* **Action item**: What you give must be exactly the lines of the material from the first through the line that contains "use crate::error::ValidationError;", inclusive, and no others.

* **Excerpted records**:

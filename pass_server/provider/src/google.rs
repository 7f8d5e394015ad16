/*
 * Copyright (c) Huawei Technologies Co., Ltd. 2025. All rights reserved.
 * Wallet Pass Service is licensed under the Mulan PSL v2.
 * You can use this software according to the terms and conditions of the Mulan PSL v2.
 * You may obtain a copy of Mulan PSL v2 at:
 *     http://license.coscl.org.cn/MulanPSL2
 * THIS SOFTWARE IS PROVIDED ON AN "AS IS" BASIS, WITHOUT WARRANTIES OF ANY KIND, EITHER EXPRESS OR
 * IMPLIED, INCLUDING BUT NOT LIMITED TO NON-INFRINGEMENT, MERCHANTABILITY OR FIT FOR A PARTICULAR
 * PURPOSE.
 * See the Mulan PSL v2 for more details.
 */

use registry::{ObjectAttribute, ObjectState, WalletClassDescriptor, WalletObjectRecord};
use serde_json::{json, Map, Value};

use crate::error::ValidationError;
use crate::model::{CardProfile, FlowKind, ProviderAdapter, ProviderFlow, PushPayload, DEFAULT_TITLE};
use crate::policy::{background_color, derive_user_id, secure_image_url};

const LANGUAGE: &str = "en";

/// Builds the Google Wallet generic class and object for a card.
///
/// Object ids are `{issuer}.{user_id}` and the class id is
/// `{issuer}.{class_suffix}`, so repeated builds for one user converge.
#[derive(Debug, Clone)]
pub struct GoogleAdapter {
    issuer_id: String,
    class_suffix: String,
}

impl GoogleAdapter {
    pub fn new(issuer_id: impl Into<String>, class_suffix: impl Into<String>) -> Self {
        Self { issuer_id: issuer_id.into(), class_suffix: class_suffix.into() }
    }

    pub fn class_id(&self) -> String {
        format!("{}.{}", self.issuer_id, self.class_suffix)
    }

    pub fn object_id(&self, user_id: &str) -> String {
        format!("{}.{}", self.issuer_id, user_id)
    }

    pub fn class_descriptor(&self) -> WalletClassDescriptor {
        WalletClassDescriptor { id: self.class_id(), class_template_info: class_template() }
    }

    /// Same as `build`, with a caller supplied user id taking precedence over
    /// the one derived from the public card url.
    pub fn build_for_user(&self, user_id: Option<&str>, profile: &CardProfile) -> Result<ProviderFlow, ValidationError> {
        let user_id = derive_user_id(user_id, profile.public_card_url())?;
        let object = self.object_record(&user_id, profile);
        Ok(ProviderFlow::Push(PushPayload::Registry { class: self.class_descriptor(), object }))
    }

    fn object_record(&self, user_id: &str, profile: &CardProfile) -> WalletObjectRecord {
        let mut presentation = Map::new();
        let title = profile.company_name.as_deref().map(str::trim).filter(|v| !v.is_empty()).unwrap_or(DEFAULT_TITLE);
        presentation.insert("cardTitle".to_string(), localized(title));
        presentation.insert("header".to_string(), localized(profile.full_name().unwrap_or(DEFAULT_TITLE)));
        presentation.insert("subheader".to_string(), localized(&profile.subtitle()));
        if let Some(uri) = secure_image_url(profile.avatar_url.as_deref()) {
            presentation.insert("logo".to_string(), image(&uri));
        }
        if let Some(uri) = secure_image_url(profile.banner_url.as_deref()) {
            presentation.insert("heroImage".to_string(), image(&uri));
        }
        presentation.insert(
            "hexBackgroundColor".to_string(),
            json!(background_color(profile.theme_color.as_deref())),
        );

        let attributes = profile
            .contact_rows()
            .into_iter()
            .map(|(id, header, body)| ObjectAttribute { id: id.to_string(), header: header.to_string(), body: body.to_string() })
            .collect();

        WalletObjectRecord {
            id: self.object_id(user_id),
            class_id: self.class_id(),
            state: ObjectState::Active,
            attributes,
            barcode_value: profile.public_card_url().map(str::to_string),
            presentation,
        }
    }
}

impl ProviderAdapter for GoogleAdapter {
    fn name(&self) -> &'static str {
        "google"
    }

    fn flow_kind(&self) -> FlowKind {
        FlowKind::Push
    }

    fn build(&self, profile: &CardProfile) -> Result<ProviderFlow, ValidationError> {
        self.build_for_user(None, profile)
    }
}

fn localized(value: &str) -> Value {
    json!({ "defaultValue": { "language": LANGUAGE, "value": value } })
}

fn image(uri: &str) -> Value {
    json!({ "sourceUri": { "uri": uri } })
}

fn field(id: &str) -> Value {
    json!({ "firstValue": { "fields": [{ "fieldPath": format!("object.textModulesData['{}']", id) }] } })
}

/// Card rows reference object text modules by id.
fn class_template() -> Value {
    json!({
        "cardTemplateOverride": {
            "cardRowTemplateInfos": [
                { "twoItems": { "startItem": field("email"), "endItem": field("phone") } },
                { "oneItem": { "item": field("website") } },
                { "oneItem": { "item": field("address") } }
            ]
        }
    })
}
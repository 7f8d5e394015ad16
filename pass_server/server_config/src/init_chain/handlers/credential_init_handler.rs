/*
 * Copyright (c) Huawei Technologies Co., Ltd. 2025. All rights reserved.
 * Wallet Pass Service is licensed under the Mulan PSL v2.
 * You can use this software according to the terms and conditions of the Mulan PSL v2.
 * You may obtain a copy of Mulan PSL v2 at:
 *     http://license.coscl.org.cn/MulanPSL2
 * THIS SOFTWARE IS PROVIDED ON AN "AS IS" BASIS, WITHOUT WARRANTIES OF ANY KIND, EITHER EXPRESS OR
 * IMPLIED, INCLUDING BUT NOT LIMITED TO NON-INFRINGEMENT, MERCHANTABILITY OR FIT FOR A PARTICULAR
 * PURPOSE.
 * See the Mulan PSL v2 for more details.
 */

use crate::init_chain::traits::{GoogleSigning, InitContext, InitHandler, SigningMaterial};
use config_manager::types::context::ServerConfig;
use log::{error, info};
use registry::ServiceAccountCredentials;
use std::future::Future;
use std::path::{Path, PathBuf};
use std::pin::Pin;
use token_management::SigningKey;

pub const GOOGLE_CREDENTIALS_ENV: &str = "GOOGLE_APPLICATION_CREDENTIALS";
pub const SAMSUNG_KEY_ENV: &str = "SAMSUNG_PRIVATE_KEY_PATH";

/// Parses the signing keys before the server accepts requests.
///
/// A broken Samsung key stops startup. A broken Google service-account key is
/// logged and leaves Google provisioning disabled.
#[derive(Debug, Default)]
pub struct CredentialInitHandler {
    next: Option<Box<dyn InitHandler>>,
}

fn path_from_env_or(env_key: &str, configured: &str) -> PathBuf {
    match std::env::var(env_key) {
        Ok(path) if !path.is_empty() => PathBuf::from(path),
        _ => PathBuf::from(configured),
    }
}

impl CredentialInitHandler {
    pub fn new() -> Self {
        CredentialInitHandler { next: None }
    }

    pub fn load(&self, config: &ServerConfig) -> Result<SigningMaterial, String> {
        let samsung_path = path_from_env_or(SAMSUNG_KEY_ENV, &config.samsung.private_key_path);
        let samsung_key = SigningKey::from_file(&samsung_path).map_err(|e| e.to_string())?;

        let google_path = path_from_env_or(GOOGLE_CREDENTIALS_ENV, &config.google.credentials_path);
        let google = match Self::load_google(&google_path) {
            Ok(google) => {
                info!("service account {} loaded", google.service_account_email);
                Some(google)
            },
            Err(e) => {
                error!("google provisioning disabled: {}", e);
                None
            },
        };
        Ok(SigningMaterial { samsung_key, google })
    }

    fn load_google(path: &Path) -> Result<GoogleSigning, String> {
        let contents = std::fs::read_to_string(path).map_err(|e| format!("{}: {}", path.display(), e))?;
        let credentials = ServiceAccountCredentials::from_json(&contents).map_err(|e| e.to_string())?;
        let key = SigningKey::from_pem(credentials.private_key.as_bytes()).map_err(|e| e.to_string())?;
        Ok(GoogleSigning { service_account_email: credentials.client_email, key, credentials_path: path.to_path_buf() })
    }
}

impl InitHandler for CredentialInitHandler {
    fn handle<'a>(&'a self, context: &'a mut InitContext) -> Pin<Box<dyn Future<Output = Result<(), String>> + 'a>> {
        Box::pin(async move {
            let config = context.config.as_ref().ok_or("configuration must be loaded before credentials")?;
            let signing = self.load(config)?;
            context.signing = Some(signing);

            if let Some(next) = &self.next {
                next.handle(context).await
            } else {
                Ok(())
            }
        })
    }

    fn set_next(&mut self, next: Box<dyn InitHandler>) {
        self.next = Some(next);
    }
}

#[cfg(test)]
mod tests {
    use super::*;
    use config_manager::ConfigSingleton;
    use openssl::rsa::Rsa;
    use serial_test::serial;
    use tempfile::TempDir;

    fn pem() -> String {
        String::from_utf8(Rsa::generate(2048).unwrap().private_key_to_pem().unwrap()).unwrap()
    }

    fn config(dir: &TempDir, google_valid: bool) -> ServerConfig {
        let samsung = dir.path().join("samsung.pem");
        std::fs::write(&samsung, pem()).unwrap();
        let google = dir.path().join("service_account.json");
        if google_valid {
            let sa = serde_json::json!({"client_email": "svc@demo.iam.gserviceaccount.com", "private_key": pem()});
            std::fs::write(&google, sa.to_string()).unwrap();
        }
        let yaml = format!(
            r#"
google:
  issuer_id: "3388000000022222222"
  credentials_path: "{}"
samsung:
  partner_code: "4137610299143138240"
  cert_id: "Ux0d"
  private_key_path: "{}"
  push:
    card_id: "3ir7iadicu000"
  pull:
    card_id: "3ir7iadicu001"
"#,
            google.display(),
            samsung.display()
        );
        ConfigSingleton::<ServerConfig>::parse(&yaml).unwrap()
    }

    #[tokio::test]
    #[serial]
    async fn test_loads_both_keys() {
        std::env::remove_var(SAMSUNG_KEY_ENV);
        std::env::remove_var(GOOGLE_CREDENTIALS_ENV);
        let dir = TempDir::new().unwrap();
        let mut context = InitContext::new();
        context.config = Some(config(&dir, true));

        CredentialInitHandler::new().handle(&mut context).await.unwrap();

        let signing = context.signing.unwrap();
        assert_eq!(signing.google.unwrap().service_account_email, "svc@demo.iam.gserviceaccount.com");
    }

    #[tokio::test]
    #[serial]
    async fn test_missing_google_key_is_not_fatal() {
        std::env::remove_var(SAMSUNG_KEY_ENV);
        std::env::remove_var(GOOGLE_CREDENTIALS_ENV);
        let dir = TempDir::new().unwrap();
        let mut context = InitContext::new();
        context.config = Some(config(&dir, false));

        CredentialInitHandler::new().handle(&mut context).await.unwrap();
        assert!(context.signing.unwrap().google.is_none());
    }

    #[tokio::test]
    #[serial]
    async fn test_bad_samsung_key_is_fatal() {
        let dir = TempDir::new().unwrap();
        let broken = dir.path().join("broken.pem");
        std::fs::write(&broken, "not a key").unwrap();
        std::env::set_var(SAMSUNG_KEY_ENV, &broken);
        let mut context = InitContext::new();
        context.config = Some(config(&dir, true));

        let result = CredentialInitHandler::new().handle(&mut context).await;
        std::env::remove_var(SAMSUNG_KEY_ENV);
        assert!(result.is_err());
        assert!(context.signing.is_none());
    }

    #[tokio::test]
    async fn test_requires_config() {
        let result = CredentialInitHandler::new().handle(&mut InitContext::new()).await;
        assert!(result.is_err());
    }
}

* **Solution for this exercise**:
filename pass_server/provider/src/google.rs
repository 7f8d5e394015ad16
/*
 * Copyright (c) Huawei Technologies Co., Ltd. 2025. All rights reserved.
 * Wallet Pass Service is licensed under the Mulan PSL v2.
 * You can use this software according to the terms and conditions of the Mulan PSL v2.
 * You may obtain a copy of Mulan PSL v2 at:
 *     http://license.coscl.org.cn/MulanPSL2
 * THIS SOFTWARE IS PROVIDED ON AN "AS IS" BASIS, WITHOUT WARRANTIES OF ANY KIND, EITHER EXPRESS OR
 * IMPLIED, INCLUDING BUT NOT LIMITED TO NON-INFRINGEMENT, MERCHANTABILITY OR FIT FOR A PARTICULAR
 * PURPOSE.
 * See the Mulan PSL v2 for more details.
 */

use registry::{ObjectAttribute, ObjectState, WalletClassDescriptor, WalletObjectRecord};
use serde_json::{json, Map, Value};

use crate::error::ValidationError;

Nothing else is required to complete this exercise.